*Task brief*
Print this span of the material below exactly: the line with "pub const MAX: i32 = 100;", the line with "pub fn band(self)", and every line between them, but nothing else.

*Given records*

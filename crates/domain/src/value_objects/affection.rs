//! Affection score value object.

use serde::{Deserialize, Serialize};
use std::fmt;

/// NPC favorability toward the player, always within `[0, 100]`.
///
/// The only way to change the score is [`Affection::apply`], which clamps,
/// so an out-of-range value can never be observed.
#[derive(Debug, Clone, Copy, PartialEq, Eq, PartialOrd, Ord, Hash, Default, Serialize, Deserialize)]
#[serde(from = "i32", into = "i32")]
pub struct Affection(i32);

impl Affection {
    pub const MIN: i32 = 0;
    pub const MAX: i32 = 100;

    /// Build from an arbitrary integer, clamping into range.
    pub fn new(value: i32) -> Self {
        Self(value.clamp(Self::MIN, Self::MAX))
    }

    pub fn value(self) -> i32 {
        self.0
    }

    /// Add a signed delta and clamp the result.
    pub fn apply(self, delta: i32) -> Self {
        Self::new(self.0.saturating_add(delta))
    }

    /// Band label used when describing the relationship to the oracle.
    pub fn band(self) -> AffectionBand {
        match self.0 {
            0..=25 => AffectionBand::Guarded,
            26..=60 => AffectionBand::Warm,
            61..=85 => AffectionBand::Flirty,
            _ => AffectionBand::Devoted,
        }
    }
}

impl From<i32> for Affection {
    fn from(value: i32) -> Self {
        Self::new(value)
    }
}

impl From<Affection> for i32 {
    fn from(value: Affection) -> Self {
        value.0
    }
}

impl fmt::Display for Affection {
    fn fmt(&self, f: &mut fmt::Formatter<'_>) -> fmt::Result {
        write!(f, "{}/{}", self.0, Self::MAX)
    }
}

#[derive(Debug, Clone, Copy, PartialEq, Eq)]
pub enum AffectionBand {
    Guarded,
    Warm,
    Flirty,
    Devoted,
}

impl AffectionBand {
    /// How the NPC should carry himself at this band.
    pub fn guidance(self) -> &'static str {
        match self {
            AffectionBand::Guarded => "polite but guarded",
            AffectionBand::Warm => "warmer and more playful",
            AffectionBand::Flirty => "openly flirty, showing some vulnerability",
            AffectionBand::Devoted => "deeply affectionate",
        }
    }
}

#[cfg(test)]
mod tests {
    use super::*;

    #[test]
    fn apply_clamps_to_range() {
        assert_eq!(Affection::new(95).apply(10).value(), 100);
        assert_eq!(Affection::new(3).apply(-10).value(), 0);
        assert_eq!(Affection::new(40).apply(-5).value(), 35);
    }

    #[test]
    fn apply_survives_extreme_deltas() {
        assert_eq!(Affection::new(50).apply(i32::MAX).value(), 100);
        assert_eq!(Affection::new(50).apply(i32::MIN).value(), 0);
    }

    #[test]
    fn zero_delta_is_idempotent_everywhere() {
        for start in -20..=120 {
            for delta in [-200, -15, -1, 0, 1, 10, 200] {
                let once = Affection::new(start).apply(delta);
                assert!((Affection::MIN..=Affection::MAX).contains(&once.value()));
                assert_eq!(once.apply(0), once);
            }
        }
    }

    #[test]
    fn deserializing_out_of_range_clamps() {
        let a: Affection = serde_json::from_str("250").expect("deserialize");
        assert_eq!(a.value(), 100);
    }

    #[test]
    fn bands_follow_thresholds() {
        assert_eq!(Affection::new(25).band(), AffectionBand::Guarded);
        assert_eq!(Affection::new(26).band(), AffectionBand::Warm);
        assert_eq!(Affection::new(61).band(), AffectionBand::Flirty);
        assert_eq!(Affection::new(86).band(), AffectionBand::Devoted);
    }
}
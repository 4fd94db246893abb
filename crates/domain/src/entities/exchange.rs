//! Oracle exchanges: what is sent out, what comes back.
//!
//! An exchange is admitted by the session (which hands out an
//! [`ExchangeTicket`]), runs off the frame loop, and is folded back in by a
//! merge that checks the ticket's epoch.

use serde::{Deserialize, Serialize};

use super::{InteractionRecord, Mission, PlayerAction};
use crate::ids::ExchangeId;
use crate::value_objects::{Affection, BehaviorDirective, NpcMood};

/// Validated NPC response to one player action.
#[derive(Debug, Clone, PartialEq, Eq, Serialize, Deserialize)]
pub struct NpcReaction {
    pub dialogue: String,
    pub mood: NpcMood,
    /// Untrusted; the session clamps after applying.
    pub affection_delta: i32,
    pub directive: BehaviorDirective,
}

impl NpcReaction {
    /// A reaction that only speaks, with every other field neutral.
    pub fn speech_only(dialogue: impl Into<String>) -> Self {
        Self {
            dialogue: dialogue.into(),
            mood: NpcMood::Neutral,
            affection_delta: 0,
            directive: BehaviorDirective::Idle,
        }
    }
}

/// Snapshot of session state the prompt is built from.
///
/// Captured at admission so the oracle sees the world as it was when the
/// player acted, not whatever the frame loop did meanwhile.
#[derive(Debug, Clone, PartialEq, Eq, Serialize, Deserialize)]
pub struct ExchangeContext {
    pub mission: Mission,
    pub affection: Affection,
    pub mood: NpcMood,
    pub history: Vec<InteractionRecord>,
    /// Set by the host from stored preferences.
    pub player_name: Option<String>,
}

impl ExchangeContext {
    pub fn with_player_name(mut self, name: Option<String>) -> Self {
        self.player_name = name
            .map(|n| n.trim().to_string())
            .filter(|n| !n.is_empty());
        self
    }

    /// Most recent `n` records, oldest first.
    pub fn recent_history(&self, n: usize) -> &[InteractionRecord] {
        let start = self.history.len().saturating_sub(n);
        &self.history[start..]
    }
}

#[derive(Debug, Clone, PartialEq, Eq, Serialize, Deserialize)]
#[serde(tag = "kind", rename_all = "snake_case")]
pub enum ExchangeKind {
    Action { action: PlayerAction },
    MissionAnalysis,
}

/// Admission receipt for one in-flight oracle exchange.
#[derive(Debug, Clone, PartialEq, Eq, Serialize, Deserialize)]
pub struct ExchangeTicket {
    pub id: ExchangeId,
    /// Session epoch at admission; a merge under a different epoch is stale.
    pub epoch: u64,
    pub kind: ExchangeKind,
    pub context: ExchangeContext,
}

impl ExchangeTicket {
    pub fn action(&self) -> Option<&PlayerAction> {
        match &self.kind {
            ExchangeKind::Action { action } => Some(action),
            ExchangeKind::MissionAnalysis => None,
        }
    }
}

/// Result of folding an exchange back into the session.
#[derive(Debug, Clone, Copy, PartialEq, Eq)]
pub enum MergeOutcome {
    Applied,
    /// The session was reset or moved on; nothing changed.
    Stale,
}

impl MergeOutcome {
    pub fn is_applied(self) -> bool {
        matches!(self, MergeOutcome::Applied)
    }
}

...

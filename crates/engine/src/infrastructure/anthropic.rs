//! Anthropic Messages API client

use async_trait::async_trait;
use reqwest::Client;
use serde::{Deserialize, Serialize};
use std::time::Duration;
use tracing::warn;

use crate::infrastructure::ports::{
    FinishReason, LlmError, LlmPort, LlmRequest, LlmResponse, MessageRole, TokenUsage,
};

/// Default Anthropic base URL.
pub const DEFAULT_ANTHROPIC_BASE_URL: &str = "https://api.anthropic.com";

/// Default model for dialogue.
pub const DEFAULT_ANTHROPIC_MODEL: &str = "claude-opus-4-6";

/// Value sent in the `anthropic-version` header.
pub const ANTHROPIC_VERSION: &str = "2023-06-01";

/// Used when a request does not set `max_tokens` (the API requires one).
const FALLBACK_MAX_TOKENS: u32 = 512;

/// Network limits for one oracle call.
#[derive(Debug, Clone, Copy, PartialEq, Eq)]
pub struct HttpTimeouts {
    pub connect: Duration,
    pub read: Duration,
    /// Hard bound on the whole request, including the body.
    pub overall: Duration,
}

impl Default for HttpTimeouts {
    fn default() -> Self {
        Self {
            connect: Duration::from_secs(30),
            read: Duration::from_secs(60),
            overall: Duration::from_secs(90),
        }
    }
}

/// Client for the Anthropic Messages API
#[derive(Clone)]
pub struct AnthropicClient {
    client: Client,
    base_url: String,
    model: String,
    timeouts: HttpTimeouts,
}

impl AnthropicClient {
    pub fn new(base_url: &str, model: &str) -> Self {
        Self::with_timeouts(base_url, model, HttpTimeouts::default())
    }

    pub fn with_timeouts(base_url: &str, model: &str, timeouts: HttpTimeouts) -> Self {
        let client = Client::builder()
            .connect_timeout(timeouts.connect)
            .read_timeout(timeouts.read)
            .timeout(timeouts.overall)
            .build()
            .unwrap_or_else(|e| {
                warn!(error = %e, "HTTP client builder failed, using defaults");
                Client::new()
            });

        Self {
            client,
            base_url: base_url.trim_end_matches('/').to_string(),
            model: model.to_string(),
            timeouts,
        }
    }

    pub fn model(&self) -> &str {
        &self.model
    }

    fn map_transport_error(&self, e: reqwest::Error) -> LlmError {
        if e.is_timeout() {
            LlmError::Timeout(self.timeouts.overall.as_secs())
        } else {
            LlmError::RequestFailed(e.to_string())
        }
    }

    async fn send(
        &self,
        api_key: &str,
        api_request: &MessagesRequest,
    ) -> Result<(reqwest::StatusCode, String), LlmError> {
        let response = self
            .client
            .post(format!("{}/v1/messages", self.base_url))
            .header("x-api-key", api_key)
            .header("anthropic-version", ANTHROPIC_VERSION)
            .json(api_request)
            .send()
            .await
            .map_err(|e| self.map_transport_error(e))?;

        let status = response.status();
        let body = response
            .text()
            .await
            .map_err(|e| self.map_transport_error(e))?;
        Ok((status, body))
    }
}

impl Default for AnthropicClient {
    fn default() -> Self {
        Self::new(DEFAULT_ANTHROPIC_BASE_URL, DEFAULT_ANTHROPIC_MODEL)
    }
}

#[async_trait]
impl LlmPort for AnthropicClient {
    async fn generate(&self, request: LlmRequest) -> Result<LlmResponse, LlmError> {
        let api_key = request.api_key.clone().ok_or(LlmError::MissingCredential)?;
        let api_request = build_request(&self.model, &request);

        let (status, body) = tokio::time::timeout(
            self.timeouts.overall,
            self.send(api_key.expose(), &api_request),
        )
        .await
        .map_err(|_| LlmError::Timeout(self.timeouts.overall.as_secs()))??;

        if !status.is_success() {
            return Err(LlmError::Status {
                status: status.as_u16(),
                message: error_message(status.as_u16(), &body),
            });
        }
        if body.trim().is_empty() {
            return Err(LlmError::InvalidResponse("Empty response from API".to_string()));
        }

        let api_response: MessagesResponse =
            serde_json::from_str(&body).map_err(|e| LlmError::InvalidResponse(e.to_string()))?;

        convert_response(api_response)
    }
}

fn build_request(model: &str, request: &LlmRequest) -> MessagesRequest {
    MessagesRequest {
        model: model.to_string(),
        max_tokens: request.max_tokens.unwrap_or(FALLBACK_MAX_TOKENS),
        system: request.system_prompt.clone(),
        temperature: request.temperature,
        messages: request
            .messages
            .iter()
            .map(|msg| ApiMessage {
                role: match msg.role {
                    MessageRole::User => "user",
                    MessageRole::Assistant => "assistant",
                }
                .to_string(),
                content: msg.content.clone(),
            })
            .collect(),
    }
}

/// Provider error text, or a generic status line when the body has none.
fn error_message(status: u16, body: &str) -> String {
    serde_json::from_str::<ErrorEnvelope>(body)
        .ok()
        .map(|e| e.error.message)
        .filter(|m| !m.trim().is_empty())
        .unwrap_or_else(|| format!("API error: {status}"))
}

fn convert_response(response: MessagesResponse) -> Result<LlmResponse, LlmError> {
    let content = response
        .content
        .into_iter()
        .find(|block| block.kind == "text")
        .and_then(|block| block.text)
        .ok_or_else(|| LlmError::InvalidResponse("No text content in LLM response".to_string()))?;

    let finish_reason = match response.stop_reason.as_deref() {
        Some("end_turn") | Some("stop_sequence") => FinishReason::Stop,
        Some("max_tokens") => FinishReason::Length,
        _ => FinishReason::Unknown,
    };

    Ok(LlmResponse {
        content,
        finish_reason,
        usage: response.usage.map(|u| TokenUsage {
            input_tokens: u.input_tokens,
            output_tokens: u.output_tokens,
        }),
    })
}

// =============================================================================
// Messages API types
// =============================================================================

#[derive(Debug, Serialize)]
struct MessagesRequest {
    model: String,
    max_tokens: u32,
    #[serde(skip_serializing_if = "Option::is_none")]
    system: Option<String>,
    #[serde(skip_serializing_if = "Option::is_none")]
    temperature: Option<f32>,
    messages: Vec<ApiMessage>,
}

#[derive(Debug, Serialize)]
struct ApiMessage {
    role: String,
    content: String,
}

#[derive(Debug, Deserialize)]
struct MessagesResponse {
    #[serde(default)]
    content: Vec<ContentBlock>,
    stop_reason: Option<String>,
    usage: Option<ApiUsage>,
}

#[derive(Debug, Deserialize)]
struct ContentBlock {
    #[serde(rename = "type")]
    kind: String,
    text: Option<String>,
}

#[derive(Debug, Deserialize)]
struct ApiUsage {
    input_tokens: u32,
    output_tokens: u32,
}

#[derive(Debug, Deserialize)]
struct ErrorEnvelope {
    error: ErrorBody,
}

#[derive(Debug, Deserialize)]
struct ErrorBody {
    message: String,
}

*Solution to this problem*
    pub const MAX: i32 = 100;

    /// Build from an arbitrary integer, clamping into range.
    pub fn new(value: i32) -> Self {
        Self(value.clamp(Self::MIN, Self::MAX))
    }

    pub fn value(self) -> i32 {
        self.0
    }

    /// Add a signed delta and clamp the result.
    pub fn apply(self, delta: i32) -> Self {
        Self::new(self.0.saturating_add(delta))
    }

    /// Band label used when describing the relationship to the oracle.
    pub fn band(self) -> AffectionBand {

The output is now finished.